Data for processing: Begin
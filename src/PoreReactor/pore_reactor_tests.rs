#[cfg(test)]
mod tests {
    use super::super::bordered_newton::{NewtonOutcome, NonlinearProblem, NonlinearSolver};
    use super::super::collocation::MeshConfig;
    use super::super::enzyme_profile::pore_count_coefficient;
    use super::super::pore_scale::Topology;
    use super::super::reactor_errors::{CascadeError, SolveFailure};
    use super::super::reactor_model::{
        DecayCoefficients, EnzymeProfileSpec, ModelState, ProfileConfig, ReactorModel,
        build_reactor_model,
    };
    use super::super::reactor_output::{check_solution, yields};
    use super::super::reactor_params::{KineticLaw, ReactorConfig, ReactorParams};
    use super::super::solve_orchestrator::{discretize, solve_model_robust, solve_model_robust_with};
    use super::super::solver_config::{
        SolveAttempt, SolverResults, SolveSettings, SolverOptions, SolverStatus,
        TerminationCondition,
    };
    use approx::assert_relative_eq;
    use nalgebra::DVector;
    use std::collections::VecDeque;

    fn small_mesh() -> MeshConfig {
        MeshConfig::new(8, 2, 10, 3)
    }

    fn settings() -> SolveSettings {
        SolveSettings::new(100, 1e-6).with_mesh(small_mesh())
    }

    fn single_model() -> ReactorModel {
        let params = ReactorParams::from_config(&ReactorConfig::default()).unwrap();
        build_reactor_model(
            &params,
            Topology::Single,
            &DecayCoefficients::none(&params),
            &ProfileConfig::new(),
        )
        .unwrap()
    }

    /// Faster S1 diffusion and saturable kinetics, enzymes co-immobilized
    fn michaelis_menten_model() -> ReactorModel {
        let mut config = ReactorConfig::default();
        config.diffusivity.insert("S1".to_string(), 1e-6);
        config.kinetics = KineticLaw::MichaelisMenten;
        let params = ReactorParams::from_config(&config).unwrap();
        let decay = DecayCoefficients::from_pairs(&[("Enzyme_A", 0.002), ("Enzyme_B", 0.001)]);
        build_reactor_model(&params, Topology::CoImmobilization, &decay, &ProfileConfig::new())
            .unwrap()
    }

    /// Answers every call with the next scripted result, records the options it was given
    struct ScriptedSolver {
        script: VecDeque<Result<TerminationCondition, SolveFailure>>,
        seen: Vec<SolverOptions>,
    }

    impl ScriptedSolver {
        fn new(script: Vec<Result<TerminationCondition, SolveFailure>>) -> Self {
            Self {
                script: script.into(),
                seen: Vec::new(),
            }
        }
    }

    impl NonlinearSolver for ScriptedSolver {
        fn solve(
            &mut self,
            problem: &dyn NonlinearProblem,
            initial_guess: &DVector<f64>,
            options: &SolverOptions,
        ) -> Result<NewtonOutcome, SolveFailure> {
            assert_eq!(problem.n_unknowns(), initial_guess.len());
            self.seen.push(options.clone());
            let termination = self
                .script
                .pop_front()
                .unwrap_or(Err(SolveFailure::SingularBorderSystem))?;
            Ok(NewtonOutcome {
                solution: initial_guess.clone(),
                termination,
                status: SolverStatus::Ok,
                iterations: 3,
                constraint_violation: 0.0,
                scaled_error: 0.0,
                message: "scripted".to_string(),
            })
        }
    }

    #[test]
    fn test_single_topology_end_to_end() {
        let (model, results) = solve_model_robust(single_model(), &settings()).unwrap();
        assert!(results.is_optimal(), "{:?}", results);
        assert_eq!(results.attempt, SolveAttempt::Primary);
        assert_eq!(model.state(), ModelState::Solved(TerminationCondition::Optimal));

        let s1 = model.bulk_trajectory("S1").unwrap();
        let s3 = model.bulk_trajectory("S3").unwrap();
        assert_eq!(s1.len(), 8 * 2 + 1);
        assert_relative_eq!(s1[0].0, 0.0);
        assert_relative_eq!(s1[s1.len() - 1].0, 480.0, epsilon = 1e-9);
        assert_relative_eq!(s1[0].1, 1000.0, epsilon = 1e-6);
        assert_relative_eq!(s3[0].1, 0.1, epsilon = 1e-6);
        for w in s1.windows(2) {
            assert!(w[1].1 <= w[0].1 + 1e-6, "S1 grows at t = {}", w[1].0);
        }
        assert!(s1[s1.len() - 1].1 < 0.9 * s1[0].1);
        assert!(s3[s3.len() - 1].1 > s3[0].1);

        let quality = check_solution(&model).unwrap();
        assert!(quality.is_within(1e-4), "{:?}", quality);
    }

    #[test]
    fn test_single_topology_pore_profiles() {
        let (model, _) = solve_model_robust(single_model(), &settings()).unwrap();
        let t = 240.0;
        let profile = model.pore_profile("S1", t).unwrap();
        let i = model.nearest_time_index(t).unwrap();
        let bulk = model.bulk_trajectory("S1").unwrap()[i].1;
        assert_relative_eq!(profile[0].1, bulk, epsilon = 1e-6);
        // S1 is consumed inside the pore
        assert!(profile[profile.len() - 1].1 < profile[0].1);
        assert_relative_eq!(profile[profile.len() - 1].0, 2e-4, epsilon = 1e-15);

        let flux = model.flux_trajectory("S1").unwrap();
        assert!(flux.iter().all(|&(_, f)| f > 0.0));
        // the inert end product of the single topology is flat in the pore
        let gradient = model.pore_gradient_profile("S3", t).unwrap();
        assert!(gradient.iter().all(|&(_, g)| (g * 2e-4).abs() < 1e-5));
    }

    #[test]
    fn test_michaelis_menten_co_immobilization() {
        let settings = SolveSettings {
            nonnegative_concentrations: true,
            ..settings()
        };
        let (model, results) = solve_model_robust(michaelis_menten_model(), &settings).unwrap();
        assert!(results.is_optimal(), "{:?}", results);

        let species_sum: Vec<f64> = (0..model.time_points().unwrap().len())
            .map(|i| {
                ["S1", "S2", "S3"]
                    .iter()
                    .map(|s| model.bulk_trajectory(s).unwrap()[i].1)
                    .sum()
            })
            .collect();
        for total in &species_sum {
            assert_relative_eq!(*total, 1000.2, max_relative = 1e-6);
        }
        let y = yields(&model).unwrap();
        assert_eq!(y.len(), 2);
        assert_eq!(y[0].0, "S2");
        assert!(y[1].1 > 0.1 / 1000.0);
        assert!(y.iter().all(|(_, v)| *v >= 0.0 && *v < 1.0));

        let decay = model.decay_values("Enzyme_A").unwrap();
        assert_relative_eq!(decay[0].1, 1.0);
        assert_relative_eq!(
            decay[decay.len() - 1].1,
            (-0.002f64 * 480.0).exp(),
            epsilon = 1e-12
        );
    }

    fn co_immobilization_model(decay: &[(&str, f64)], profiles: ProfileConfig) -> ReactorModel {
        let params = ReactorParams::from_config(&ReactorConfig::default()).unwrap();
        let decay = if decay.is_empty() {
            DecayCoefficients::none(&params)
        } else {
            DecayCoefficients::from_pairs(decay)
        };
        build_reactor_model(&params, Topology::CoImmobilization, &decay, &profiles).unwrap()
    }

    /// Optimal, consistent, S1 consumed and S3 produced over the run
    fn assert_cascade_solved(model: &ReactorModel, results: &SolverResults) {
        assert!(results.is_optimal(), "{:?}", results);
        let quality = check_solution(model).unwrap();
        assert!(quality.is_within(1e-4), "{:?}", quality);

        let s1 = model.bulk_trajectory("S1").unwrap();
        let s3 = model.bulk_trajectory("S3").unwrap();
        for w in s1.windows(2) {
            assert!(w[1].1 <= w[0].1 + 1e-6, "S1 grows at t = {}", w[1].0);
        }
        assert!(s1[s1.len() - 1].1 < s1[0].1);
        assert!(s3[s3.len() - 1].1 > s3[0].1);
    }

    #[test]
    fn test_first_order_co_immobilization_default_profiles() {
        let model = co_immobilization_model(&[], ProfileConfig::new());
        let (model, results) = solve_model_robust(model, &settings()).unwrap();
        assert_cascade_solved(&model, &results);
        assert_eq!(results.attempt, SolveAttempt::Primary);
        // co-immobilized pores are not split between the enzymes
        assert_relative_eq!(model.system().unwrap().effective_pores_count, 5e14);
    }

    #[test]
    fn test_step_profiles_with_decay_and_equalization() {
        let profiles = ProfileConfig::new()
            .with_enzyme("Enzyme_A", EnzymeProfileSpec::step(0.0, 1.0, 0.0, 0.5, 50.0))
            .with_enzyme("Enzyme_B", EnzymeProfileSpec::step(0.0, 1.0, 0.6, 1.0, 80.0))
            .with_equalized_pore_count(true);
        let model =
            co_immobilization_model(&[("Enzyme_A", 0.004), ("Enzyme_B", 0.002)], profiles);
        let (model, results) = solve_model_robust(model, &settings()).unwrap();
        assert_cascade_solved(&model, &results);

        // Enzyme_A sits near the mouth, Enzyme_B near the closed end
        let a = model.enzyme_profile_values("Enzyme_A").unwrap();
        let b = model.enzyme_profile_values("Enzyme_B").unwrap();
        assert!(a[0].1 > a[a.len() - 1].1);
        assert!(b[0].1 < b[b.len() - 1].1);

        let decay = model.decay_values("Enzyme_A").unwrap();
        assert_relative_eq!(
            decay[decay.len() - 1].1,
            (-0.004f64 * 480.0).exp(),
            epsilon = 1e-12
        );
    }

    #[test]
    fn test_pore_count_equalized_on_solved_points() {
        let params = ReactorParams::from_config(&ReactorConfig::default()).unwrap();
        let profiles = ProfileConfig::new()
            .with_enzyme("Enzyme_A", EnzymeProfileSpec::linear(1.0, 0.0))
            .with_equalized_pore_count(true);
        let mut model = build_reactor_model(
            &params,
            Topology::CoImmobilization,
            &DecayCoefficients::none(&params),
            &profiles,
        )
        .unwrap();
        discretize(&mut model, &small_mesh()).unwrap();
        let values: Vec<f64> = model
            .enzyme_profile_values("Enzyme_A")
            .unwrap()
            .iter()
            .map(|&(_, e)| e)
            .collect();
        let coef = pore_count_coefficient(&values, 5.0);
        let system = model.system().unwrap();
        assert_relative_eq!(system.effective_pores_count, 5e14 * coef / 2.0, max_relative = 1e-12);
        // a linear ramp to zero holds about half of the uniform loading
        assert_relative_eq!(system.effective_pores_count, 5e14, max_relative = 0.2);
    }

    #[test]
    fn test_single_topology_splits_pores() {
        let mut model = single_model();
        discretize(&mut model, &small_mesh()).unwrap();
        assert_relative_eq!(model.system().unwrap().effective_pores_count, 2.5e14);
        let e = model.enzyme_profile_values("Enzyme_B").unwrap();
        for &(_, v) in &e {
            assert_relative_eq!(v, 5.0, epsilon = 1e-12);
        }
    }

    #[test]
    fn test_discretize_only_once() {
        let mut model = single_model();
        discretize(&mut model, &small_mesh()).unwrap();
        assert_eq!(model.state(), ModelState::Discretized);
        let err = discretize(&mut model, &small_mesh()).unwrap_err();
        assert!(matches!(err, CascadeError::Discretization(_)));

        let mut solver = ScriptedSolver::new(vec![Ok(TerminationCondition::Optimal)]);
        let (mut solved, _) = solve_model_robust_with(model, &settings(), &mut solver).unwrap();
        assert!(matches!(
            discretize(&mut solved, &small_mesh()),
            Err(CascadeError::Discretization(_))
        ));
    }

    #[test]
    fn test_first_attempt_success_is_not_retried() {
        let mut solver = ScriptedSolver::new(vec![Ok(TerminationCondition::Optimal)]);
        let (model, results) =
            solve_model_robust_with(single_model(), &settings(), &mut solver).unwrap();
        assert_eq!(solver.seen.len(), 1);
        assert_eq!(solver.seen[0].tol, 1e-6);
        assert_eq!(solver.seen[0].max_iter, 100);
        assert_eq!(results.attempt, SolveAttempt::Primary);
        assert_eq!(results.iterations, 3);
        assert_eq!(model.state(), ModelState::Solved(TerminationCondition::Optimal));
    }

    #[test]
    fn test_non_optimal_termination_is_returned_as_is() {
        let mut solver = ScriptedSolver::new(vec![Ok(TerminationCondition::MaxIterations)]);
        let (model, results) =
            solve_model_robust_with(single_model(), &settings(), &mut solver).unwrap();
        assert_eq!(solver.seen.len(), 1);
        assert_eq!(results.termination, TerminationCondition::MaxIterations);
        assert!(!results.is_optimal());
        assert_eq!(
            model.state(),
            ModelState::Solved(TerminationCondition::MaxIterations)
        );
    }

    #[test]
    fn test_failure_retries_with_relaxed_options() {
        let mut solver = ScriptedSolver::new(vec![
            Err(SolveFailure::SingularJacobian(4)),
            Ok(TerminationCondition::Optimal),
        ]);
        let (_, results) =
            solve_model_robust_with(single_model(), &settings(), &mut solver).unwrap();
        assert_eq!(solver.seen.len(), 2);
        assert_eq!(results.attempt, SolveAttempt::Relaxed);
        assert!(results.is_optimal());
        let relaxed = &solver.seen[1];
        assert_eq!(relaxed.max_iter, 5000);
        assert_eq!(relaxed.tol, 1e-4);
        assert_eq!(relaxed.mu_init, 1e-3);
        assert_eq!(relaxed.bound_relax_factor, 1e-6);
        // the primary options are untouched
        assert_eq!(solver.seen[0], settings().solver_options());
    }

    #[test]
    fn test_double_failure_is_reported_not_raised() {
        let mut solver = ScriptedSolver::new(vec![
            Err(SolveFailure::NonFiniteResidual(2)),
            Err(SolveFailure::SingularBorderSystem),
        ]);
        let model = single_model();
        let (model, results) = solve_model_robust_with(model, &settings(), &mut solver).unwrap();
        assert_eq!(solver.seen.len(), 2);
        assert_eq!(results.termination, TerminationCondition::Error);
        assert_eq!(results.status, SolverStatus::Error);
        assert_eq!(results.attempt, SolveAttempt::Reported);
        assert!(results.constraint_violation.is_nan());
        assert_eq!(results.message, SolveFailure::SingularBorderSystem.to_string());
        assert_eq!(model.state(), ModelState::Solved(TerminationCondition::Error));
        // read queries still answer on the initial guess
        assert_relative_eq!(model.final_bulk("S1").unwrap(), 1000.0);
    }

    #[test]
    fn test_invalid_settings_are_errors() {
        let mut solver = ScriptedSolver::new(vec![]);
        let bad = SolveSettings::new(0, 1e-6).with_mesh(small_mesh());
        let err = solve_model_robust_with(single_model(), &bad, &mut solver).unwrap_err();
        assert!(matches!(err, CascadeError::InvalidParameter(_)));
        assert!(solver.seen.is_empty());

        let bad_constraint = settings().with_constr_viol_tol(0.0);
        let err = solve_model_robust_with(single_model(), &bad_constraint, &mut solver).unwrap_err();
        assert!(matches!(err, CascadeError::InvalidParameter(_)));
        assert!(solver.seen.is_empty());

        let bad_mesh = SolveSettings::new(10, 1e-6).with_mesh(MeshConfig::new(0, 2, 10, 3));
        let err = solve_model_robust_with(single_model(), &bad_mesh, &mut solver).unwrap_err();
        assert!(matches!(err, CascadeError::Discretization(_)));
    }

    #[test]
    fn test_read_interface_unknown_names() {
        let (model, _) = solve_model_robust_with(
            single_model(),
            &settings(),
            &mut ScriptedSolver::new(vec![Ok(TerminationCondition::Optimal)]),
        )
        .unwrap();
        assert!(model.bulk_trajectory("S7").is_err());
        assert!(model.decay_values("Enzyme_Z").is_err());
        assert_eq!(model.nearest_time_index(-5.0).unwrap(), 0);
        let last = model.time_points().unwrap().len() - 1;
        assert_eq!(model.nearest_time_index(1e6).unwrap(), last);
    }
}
Data for processing: End
▶ Action item: What is needed is an exact copy of the entries from their first line down to the line with "fn single_model() ->", that line included, and nothing beyond it.

▶ Problem solution:
filename src/PoreReactor/pore_reactor_tests.rs
#[cfg(test)]
mod tests {
    use super::super::bordered_newton::{NewtonOutcome, NonlinearProblem, NonlinearSolver};
    use super::super::collocation::MeshConfig;
    use super::super::enzyme_profile::pore_count_coefficient;
    use super::super::pore_scale::Topology;
    use super::super::reactor_errors::{CascadeError, SolveFailure};
    use super::super::reactor_model::{
        DecayCoefficients, EnzymeProfileSpec, ModelState, ProfileConfig, ReactorModel,
        build_reactor_model,
    };
    use super::super::reactor_output::{check_solution, yields};
    use super::super::reactor_params::{KineticLaw, ReactorConfig, ReactorParams};
    use super::super::solve_orchestrator::{discretize, solve_model_robust, solve_model_robust_with};
    use super::super::solver_config::{
        SolveAttempt, SolverResults, SolveSettings, SolverOptions, SolverStatus,
        TerminationCondition,
    };
    use approx::assert_relative_eq;
    use nalgebra::DVector;
    use std::collections::VecDeque;

    fn small_mesh() -> MeshConfig {
        MeshConfig::new(8, 2, 10, 3)
    }

    fn settings() -> SolveSettings {
        SolveSettings::new(100, 1e-6).with_mesh(small_mesh())
    }

    fn single_model() -> ReactorModel {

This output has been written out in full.